Страх перед открытой инфляцией переплетался в общественном сознании с безысходностью ситуации тотального дефицита, отсутствием в магазинах практически всех товаров, многочасовыми очередями за предметами первой необходимости, начавшимися перебоями в торговле хлебом. Показатель насыщенности потребительского рынка достиг в декабре своего минимума.
Пессимизм подстегивался резко возросшей в этих условиях активностью неокоммунистических группировок, стремившихся воспользоваться переходной ситуацией (угроза гиперинфляции при пустых магазинах) для дестабилизации политической ситуации и блокирования продвижения к рыночной демократии. Попытка организации массовых акций протеста в середине декабря под общим лозунгом «марш голодных очередей» стала наиболее показательной в этом отношении.
Однако несмотря на ожидание социального взрыва, общая социальная ситуация в России скорее благоприятствовала радикальным экономическим реформам.
Во-первых, исключительно высокой оставалась популярность президента, провозглашавшего либеральный экономический курс.

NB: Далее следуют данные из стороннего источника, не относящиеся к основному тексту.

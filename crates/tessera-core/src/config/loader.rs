//! Configuration file loading and parsing

use super::types::StackConfig;
use crate::error::{Error, Result};
use crate::schema::SchemaValidator;
use crate::stack::Stack;
use crate::template::Template;
use camino::{Utf8Path, Utf8PathBuf};
use std::fs;
use tracing::{debug, info};

/// Configuration file names to search for
const CONFIG_FILE_NAMES: &[&str] = &["tessera.yaml", "tessera.yml"];

/// Schema used to validate configuration files
const CONFIG_SCHEMA: &str = "stack";

/// A loaded configuration together with where it came from
#[derive(Debug, Clone)]
pub struct LoadedConfig {
    pub config: StackConfig,

    /// Path to the configuration file
    pub config_path: Utf8PathBuf,

    /// Directory containing the configuration file
    pub working_dir: Utf8PathBuf,
}

impl LoadedConfig {
    /// Load configuration from the specified path or search for it
    pub fn load(path: Option<&Utf8Path>) -> Result<Self> {
        let (config_path, content) = match path {
            Some(p) => {
                let content = fs::read_to_string(p).map_err(|e| {
                    if e.kind() == std::io::ErrorKind::NotFound {
                        Error::config_not_found(p.as_str())
                    } else {
                        Error::Io(e)
                    }
                })?;
                (p.to_owned(), content)
            }
            None => find_config()?,
        };

        let working_dir = config_path
            .parent()
            .map(|p| p.to_owned())
            .unwrap_or_else(|| Utf8PathBuf::from("."));

        let config = StackConfig::from_yaml(&content)?;
        info!("Loaded stack configuration from {}", config_path);

        Ok(Self {
            config,
            config_path,
            working_dir,
        })
    }

    /// Output directory, relative paths taken from the config file's directory
    pub fn output_dir(&self) -> Utf8PathBuf {
        let directory = &self.config.output.directory;
        if directory.is_absolute() {
            directory.clone()
        } else {
            self.working_dir.join(directory)
        }
    }

    /// Create a stack from this configuration
    pub fn stack(&self) -> Stack {
        Stack::new(self.config.clone())
    }

    /// Write a synthesized template where this configuration says to
    pub fn write_template(&self, template: &Template) -> Result<Utf8PathBuf> {
        template.write_to(
            &self.output_dir(),
            &self.config.name,
            self.config.output.format,
        )
    }
}

impl StackConfig {
    /// Validate YAML against the stack schema, then parse it
    pub fn from_yaml(content: &str) -> Result<Self> {
        SchemaValidator::global()?.validate_yaml(content, CONFIG_SCHEMA)?;
        let config: StackConfig = serde_yaml_ng::from_str(content)?;
        debug!("Parsed configuration for stack '{}'", config.name);
        Ok(config)
    }
}

/// Find a configuration file in the current directory or its parents
fn find_config() -> Result<(Utf8PathBuf, String)> {
    let cwd = std::env::current_dir().map_err(Error::Io)?;
    let cwd = Utf8PathBuf::try_from(cwd)
        .map_err(|_| Error::invalid_config("Current directory path is not valid UTF-8"))?;

    find_config_from(&cwd)
}

fn find_config_from(start: &Utf8Path) -> Result<(Utf8PathBuf, String)> {
    let mut current = start;

    loop {
        for name in CONFIG_FILE_NAMES {
            let path = current.join(name);
            if path.exists() {
                let content = fs::read_to_string(&path)?;
                return Ok((path, content));
            }
        }

        match current.parent() {
            Some(parent) => current = parent,
            None => break,
        }
    }

    Err(Error::config_not_found(
        "tessera.yaml (searched current and parent directories)",
    ))
}

#[cfg(test)]
mod tests {
    use super::*;
    use crate::config::OutputFormat;
    use crate::node::RemovalPolicy;
    use tempfile::TempDir;

    fn utf8_dir(temp: &TempDir) -> Utf8PathBuf {
        Utf8PathBuf::from_path_buf(temp.path().to_path_buf()).unwrap()
    }

    #[test]
    fn test_minimal_config_uses_defaults() {
        let config = StackConfig::from_yaml("name: app\n").unwrap();
        assert_eq!(config.name, "app");
        assert_eq!(config.defaults.secret_removal_policy, RemovalPolicy::Destroy);
        assert_eq!(config.defaults.key_removal_policy, RemovalPolicy::Retain);
        assert_eq!(config.output.format, OutputFormat::Json);
        assert!(config.env.account.is_none());
    }

    #[test]
    fn test_full_config() {
        let yaml = r#"
name: payments
description: Payment service secrets
env:
  account: "123456789012"
  region: eu-central-1
  partition: aws
defaults:
  secretRemovalPolicy: retain
  keyRemovalPolicy: destroy
output:
  directory: build/templates
  format: yaml
"#;
        let config = StackConfig::from_yaml(yaml).unwrap();
        assert_eq!(config.env.region.as_deref(), Some("eu-central-1"));
        assert!(config.env.is_resolved());
        assert_eq!(config.defaults.secret_removal_policy, RemovalPolicy::Retain);
        assert_eq!(config.output.format, OutputFormat::Yaml);
        assert_eq!(config.output.directory, Utf8PathBuf::from("build/templates"));
    }

    #[test]
    fn test_schema_rejects_missing_name() {
        let err = StackConfig::from_yaml("env:\n  region: us-east-1\n").unwrap_err();
        assert!(matches!(err, Error::SchemaValidation { .. }));
    }

    #[test]
    fn test_schema_rejects_unknown_removal_policy() {
        let yaml = "name: app\ndefaults:\n  secretRemovalPolicy: forever\n";
        assert!(StackConfig::from_yaml(yaml).is_err());
    }

    #[test]
    fn test_load_explicit_path() {
        let temp = tempfile::tempdir().unwrap();
        let dir = utf8_dir(&temp);
        let path = dir.join("tessera.yaml");
        fs::write(&path, "name: explicit\n").unwrap();

        let loaded = LoadedConfig::load(Some(&path)).unwrap();
        assert_eq!(loaded.config.name, "explicit");
        assert_eq!(loaded.working_dir, dir);
        assert_eq!(loaded.output_dir(), dir.join("tessera.out"));
    }

    #[test]
    fn test_load_missing_path() {
        let temp = tempfile::tempdir().unwrap();
        let path = utf8_dir(&temp).join("absent.yaml");
        let err = LoadedConfig::load(Some(&path)).unwrap_err();
        assert!(matches!(err, Error::ConfigNotFound { .. }));
    }

    #[test]
    fn test_find_config_in_parent() {
        let temp = tempfile::tempdir().unwrap();
        let dir = utf8_dir(&temp);
        fs::write(dir.join("tessera.yml"), "name: parent\n").unwrap();
        let nested = dir.join("a").join("b");
        fs::create_dir_all(&nested).unwrap();

        let (path, content) = find_config_from(&nested).unwrap();
        assert_eq!(path, dir.join("tessera.yml"));
        assert!(content.contains("parent"));
    }
}
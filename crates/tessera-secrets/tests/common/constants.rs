//! Shared test constants

pub const ACCOUNT: &str = "111122223333";
pub const REGION: &str = "us-east-1";

pub const SECRET_ARN: &str =
    "arn:aws:secretsmanager:us-east-1:111122223333:secret:prod/db-credentials-f3gDy9";
pub const SECRET_NAME: &str = "prod/db-credentials";

pub const KEY_ARN: &str =
    "arn:aws:kms:us-east-1:111122223333:key/1234abcd-12ab-34cd-56ef-1234567890ab";

pub const ROTATION_FUNCTION_ARN: &str =
    "arn:aws:lambda:us-east-1:111122223333:function:rotate-credentials";

pub const READ_ACTIONS: [&str; 2] = [
    "secretsmanager:GetSecretValue",
    "secretsmanager:DescribeSecret",
];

Во-вторых, социально-политическая активность народа на предшествующем этапе слома институтов коммунистического режима в целом по стране была не особенно высока (накал страстей ограничивался Москвой и некоторыми крупными индустриальными центрами) и не имела тенденции к росту. Политическая активность населения явно шла на спад, и, по опросам общественного мнения, большинство исключало возможность возникновения в ближайшее время массовых антиправительственных акций.

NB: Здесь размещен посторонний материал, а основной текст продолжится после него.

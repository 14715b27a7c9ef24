//! Secret value generation rules

use crate::error::{Error, Result};
use serde::{Deserialize, Serialize};

/// Rules the service follows when generating the initial secret value.
///
/// Serialized verbatim as the secret's `GenerateSecretString` property; unset
/// options are omitted so the service defaults apply.
#[derive(Debug, Clone, Default, PartialEq, Eq, Serialize, Deserialize)]
#[serde(rename_all = "PascalCase")]
pub struct SecretStringGenerator {
    #[serde(default, skip_serializing_if = "Option::is_none")]
    pub exclude_characters: Option<String>,

    #[serde(default, skip_serializing_if = "Option::is_none")]
    pub exclude_lowercase: Option<bool>,

    #[serde(default, skip_serializing_if = "Option::is_none")]
    pub exclude_numbers: Option<bool>,

    #[serde(default, skip_serializing_if = "Option::is_none")]
    pub exclude_punctuation: Option<bool>,

    #[serde(default, skip_serializing_if = "Option::is_none")]
    pub exclude_uppercase: Option<bool>,

    /// JSON key the generated value is stored under in `secret_string_template`
    #[serde(default, skip_serializing_if = "Option::is_none")]
    pub generate_string_key: Option<String>,

    #[serde(default, skip_serializing_if = "Option::is_none")]
    pub include_space: Option<bool>,

    #[serde(default, skip_serializing_if = "Option::is_none")]
    pub password_length: Option<u32>,

    #[serde(default, skip_serializing_if = "Option::is_none")]
    pub require_each_included_type: Option<bool>,

    /// JSON object the generated value is merged into
    #[serde(default, skip_serializing_if = "Option::is_none")]
    pub secret_string_template: Option<String>,
}

impl SecretStringGenerator {
    /// Generate a JSON document `template` with the password stored under `key`
    pub fn json_with_key(template: impl Into<String>, key: impl Into<String>) -> Self {
        Self {
            secret_string_template: Some(template.into()),
            generate_string_key: Some(key.into()),
            ..Default::default()
        }
    }

    /// Check options that must be set together
    pub fn validate(&self) -> Result<()> {
        match (&self.secret_string_template, &self.generate_string_key) {
            (Some(_), None) | (None, Some(_)) => Err(Error::invalid_generation_options(
                "`secretStringTemplate` and `generateStringKey` must be specified together",
            )),
            _ => Ok(()),
        }
    }
}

Наконец, в-третьих, сама обстановка быстрого приближения экономической катастрофы настраивала людей на принятие болезненных стабилизационных мер. Более того, в общественном сознании наблюдался очень важный сдвиг от патерналистских ожиданий и иждивенчества. Не питая иллюзий насчет возможности улучшения экономической ситуации в ближайшем будущем, от 2/3 до 3/4 россиян не связывали личного благосостояния ни с какими государственными или общественными организациями – они рассчитывали прежде всего на свои собственные силы.
В обществе отсутствовали явно выраженные черты «революции ожиданий» или «туннельного эффекта», когда первые признаки улучшения в отдельных сферах (отраслях, регионах) формируют надежды на скорые сдвиги к лучшему, а разочарование в этих чувствах ведет к резкому обострению социальной ситуации. Напротив, в России конца 1991 года практически полностью испарились надежды на «экономическое чудо» – почти 2/3 граждан не верили в возможность преодоления кризиса без «временного снижения уровня жизни людей». Осознание неизбежности тягот в ходе грядущих реформ свидетельствовало о наличии важных стабилизирующих установок в сознании основной массы населения.

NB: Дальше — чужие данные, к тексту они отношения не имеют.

//! Policy statements

use super::principal::PolicyPrincipal;
use crate::error::Result;
use crate::node::Property;
use crate::token::{ReferenceContext, Token};
use serde_json::{Map, Value};
use std::collections::BTreeMap;
use std::fmt;

/// Whether a statement allows or denies
#[derive(Debug, Clone, Copy, PartialEq, Eq, Default)]
pub enum Effect {
    #[default]
    Allow,
    Deny,
}

impl fmt::Display for Effect {
    fn fmt(&self, f: &mut fmt::Formatter<'_>) -> fmt::Result {
        match self {
            Effect::Allow => write!(f, "Allow"),
            Effect::Deny => write!(f, "Deny"),
        }
    }
}

/// One access-control statement.
///
/// Statements are never validated when built: a grant may create a statement
/// in one place and another call may enrich it later. Invariants are checked
/// by the policy document during synthesis.
#[derive(Debug, Clone, Default, PartialEq)]
pub struct PolicyStatement {
    sid: Option<String>,
    effect: Effect,
    actions: Vec<String>,
    not_actions: Vec<String>,
    resources: Vec<Token>,
    not_resources: Vec<Token>,
    principals: Vec<PolicyPrincipal>,
    conditions: BTreeMap<String, BTreeMap<String, Property>>,
}

impl PolicyStatement {
    pub fn new() -> Self {
        Self::default()
    }

    pub fn with_sid(mut self, sid: impl Into<String>) -> Self {
        self.sid = Some(sid.into());
        self
    }

    pub fn with_effect(mut self, effect: Effect) -> Self {
        self.effect = effect;
        self
    }

    pub fn with_actions<I, S>(mut self, actions: I) -> Self
    where
        I: IntoIterator<Item = S>,
        S: Into<String>,
    {
        self.add_actions(actions);
        self
    }

    pub fn with_not_actions<I, S>(mut self, actions: I) -> Self
    where
        I: IntoIterator<Item = S>,
        S: Into<String>,
    {
        self.add_not_actions(actions);
        self
    }

    pub fn with_resources<I, T>(mut self, resources: I) -> Self
    where
        I: IntoIterator<Item = T>,
        T: Into<Token>,
    {
        self.add_resources(resources);
        self
    }

    pub fn with_not_resources<I, T>(mut self, resources: I) -> Self
    where
        I: IntoIterator<Item = T>,
        T: Into<Token>,
    {
        for resource in resources {
            push_unique(&mut self.not_resources, resource.into());
        }
        self
    }

    pub fn with_principal(mut self, principal: PolicyPrincipal) -> Self {
        self.add_principal(principal);
        self
    }

    pub fn with_condition(
        mut self,
        operator: impl Into<String>,
        key: impl Into<String>,
        value: impl Into<Property>,
    ) -> Self {
        self.add_condition(operator, key, value);
        self
    }

    pub fn add_actions<I, S>(&mut self, actions: I)
    where
        I: IntoIterator<Item = S>,
        S: Into<String>,
    {
        for action in actions {
            push_unique(&mut self.actions, action.into());
        }
    }

    pub fn add_not_actions<I, S>(&mut self, actions: I)
    where
        I: IntoIterator<Item = S>,
        S: Into<String>,
    {
        for action in actions {
            push_unique(&mut self.not_actions, action.into());
        }
    }

    pub fn add_resources<I, T>(&mut self, resources: I)
    where
        I: IntoIterator<Item = T>,
        T: Into<Token>,
    {
        for resource in resources {
            push_unique(&mut self.resources, resource.into());
        }
    }

    pub fn add_principal(&mut self, principal: PolicyPrincipal) {
        push_unique(&mut self.principals, principal);
    }

    /// Set `Condition.<operator>.<key>`, replacing any previous value for the key
    pub fn add_condition(
        &mut self,
        operator: impl Into<String>,
        key: impl Into<String>,
        value: impl Into<Property>,
    ) {
        self.conditions
            .entry(operator.into())
            .or_default()
            .insert(key.into(), value.into());
    }

    pub fn sid(&self) -> Option<&str> {
        self.sid.as_deref()
    }

    pub fn effect(&self) -> Effect {
        self.effect
    }

    pub fn actions(&self) -> &[String] {
        &self.actions
    }

    pub fn not_actions(&self) -> &[String] {
        &self.not_actions
    }

    pub fn resources(&self) -> &[Token] {
        &self.resources
    }

    pub fn principals(&self) -> &[PolicyPrincipal] {
        &self.principals
    }

    pub fn condition(&self, operator: &str, key: &str) -> Option<&Property> {
        self.conditions.get(operator).and_then(|keys| keys.get(key))
    }

    pub fn has_principal(&self) -> bool {
        !self.principals.is_empty()
    }

    pub fn has_resource(&self) -> bool {
        !self.resources.is_empty() || !self.not_resources.is_empty()
    }

    /// Checks that apply to a statement in any policy
    pub fn validate_for_any_policy(&self) -> Vec<String> {
        let mut errors = Vec::new();
        if self.actions.is_empty() && self.not_actions.is_empty() {
            errors.push(
                "A PolicyStatement must specify at least one 'action' or 'notAction'.".to_string(),
            );
        }
        errors
    }

    /// Checks for a statement attached to a resource
    pub fn validate_for_resource_policy(&self) -> Vec<String> {
        let mut errors = self.validate_for_any_policy();
        if !self.has_principal() {
            errors.push(
                "A PolicyStatement used in a resource-based policy must specify at least one IAM principal."
                    .to_string(),
            );
        }
        errors
    }

    /// Checks for a statement attached to an identity
    pub fn validate_for_identity_policy(&self) -> Vec<String> {
        let mut errors = self.validate_for_any_policy();
        if self.has_principal() {
            errors.push(
                "A PolicyStatement used in an identity-based policy cannot specify any IAM principals."
                    .to_string(),
            );
        }
        if !self.has_resource() {
            errors.push(
                "A PolicyStatement used in an identity-based policy must specify at least one resource."
                    .to_string(),
            );
        }
        errors
    }

    /// Render the statement as a template value
    pub fn to_json(&self, ctx: &dyn ReferenceContext) -> Result<Value> {
        let mut map = Map::new();

        if !self.actions.is_empty() {
            map.insert("Action".into(), strings_value(&self.actions));
        }
        if !self.not_actions.is_empty() {
            map.insert("NotAction".into(), strings_value(&self.not_actions));
        }

        if !self.conditions.is_empty() {
            let mut operators = Map::new();
            for (operator, keys) in &self.conditions {
                let mut resolved = Map::new();
                for (key, value) in keys {
                    resolved.insert(key.clone(), value.resolve(ctx)?);
                }
                operators.insert(operator.clone(), Value::Object(resolved));
            }
            map.insert("Condition".into(), Value::Object(operators));
        }

        map.insert("Effect".into(), Value::String(self.effect.to_string()));

        if !self.principals.is_empty() {
            let mut grouped: BTreeMap<&'static str, Vec<Value>> = BTreeMap::new();
            for principal in &self.principals {
                let (key, value) = principal.policy_fragment();
                grouped.entry(key).or_default().push(value.resolve(ctx)?);
            }
            let principal: Map<String, Value> = grouped
                .into_iter()
                .map(|(key, values)| (key.to_string(), scalar_or_list(values)))
                .collect();
            map.insert("Principal".into(), Value::Object(principal));
        }

        if !self.resources.is_empty() {
            map.insert("Resource".into(), tokens_value(&self.resources, ctx)?);
        }
        if !self.not_resources.is_empty() {
            map.insert("NotResource".into(), tokens_value(&self.not_resources, ctx)?);
        }

        if let Some(sid) = &self.sid {
            map.insert("Sid".into(), Value::String(sid.clone()));
        }

        Ok(Value::Object(map))
    }
}

fn push_unique<T: PartialEq>(items: &mut Vec<T>, item: T) {
    if !items.contains(&item) {
        items.push(item);
    }
}

fn scalar_or_list(mut values: Vec<Value>) -> Value {
    if values.len() == 1 {
        values.remove(0)
    } else {
        Value::Array(values)
    }
}

fn strings_value(items: &[String]) -> Value {
    scalar_or_list(items.iter().cloned().map(Value::String).collect())
}

fn tokens_value(tokens: &[Token], ctx: &dyn ReferenceContext) -> Result<Value> {
    let values = tokens
        .iter()
        .map(|token| token.resolve(ctx))
        .collect::<Result<Vec<_>>>()?;
    Ok(scalar_or_list(values))
}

Свою роль сыграл и эффект неоправдавшихся пессимистических прогнозов. Конец 1991 года прошел под знаком ожидания почти непреодолимых материальных трудностей, перебоев в снабжении основными продуктами питания, электроэнергией, теплом и транспортом. По данным ВЦИОМ, ко всему этому готовились 80 % россиян. Однако мрачные прогнозы не оправдались[40], а признаки улучшения ситуации на потребительском рынке стали ощутимы уже через месяц после отпуска цен. Это стало важным фактором стабилизации социальных настроений. Недаром с весны 1992 года, по данным социологических служб, проведение последовательных экономических реформ имело достаточно много сторонников, причем их количество в 1992 году возрастало (табл. 3.4 и 3.5). Понятно также, что популярность правительства и лично Е. Т. Гайдара весной – летом 1992 года заметно пошла вверх, а позднее, когда к весне стало очевидно, что задачу остановки инфляции решить не удалось, соответствующие показатели снизились (табл. 3.6 и 3.7). Но к тому времени заработали уже другие факторы социальной стабилизации.
Таблица 3.4. Согласны ли вы с тем, что было бы лучше, если бы в стране все оставалось так, как было до 1985 года?
Источник: Данные Госкомстата.
Таблица 3.5. Экономические реформы нужно продолжать или их следует прекратить?
Источник: Данные службы «Мнение».
Таблица 3.6. Е. Т. Гайдар, и. о. председателя Правительства РФ
(Индекс популярности по России в 1992 году, %)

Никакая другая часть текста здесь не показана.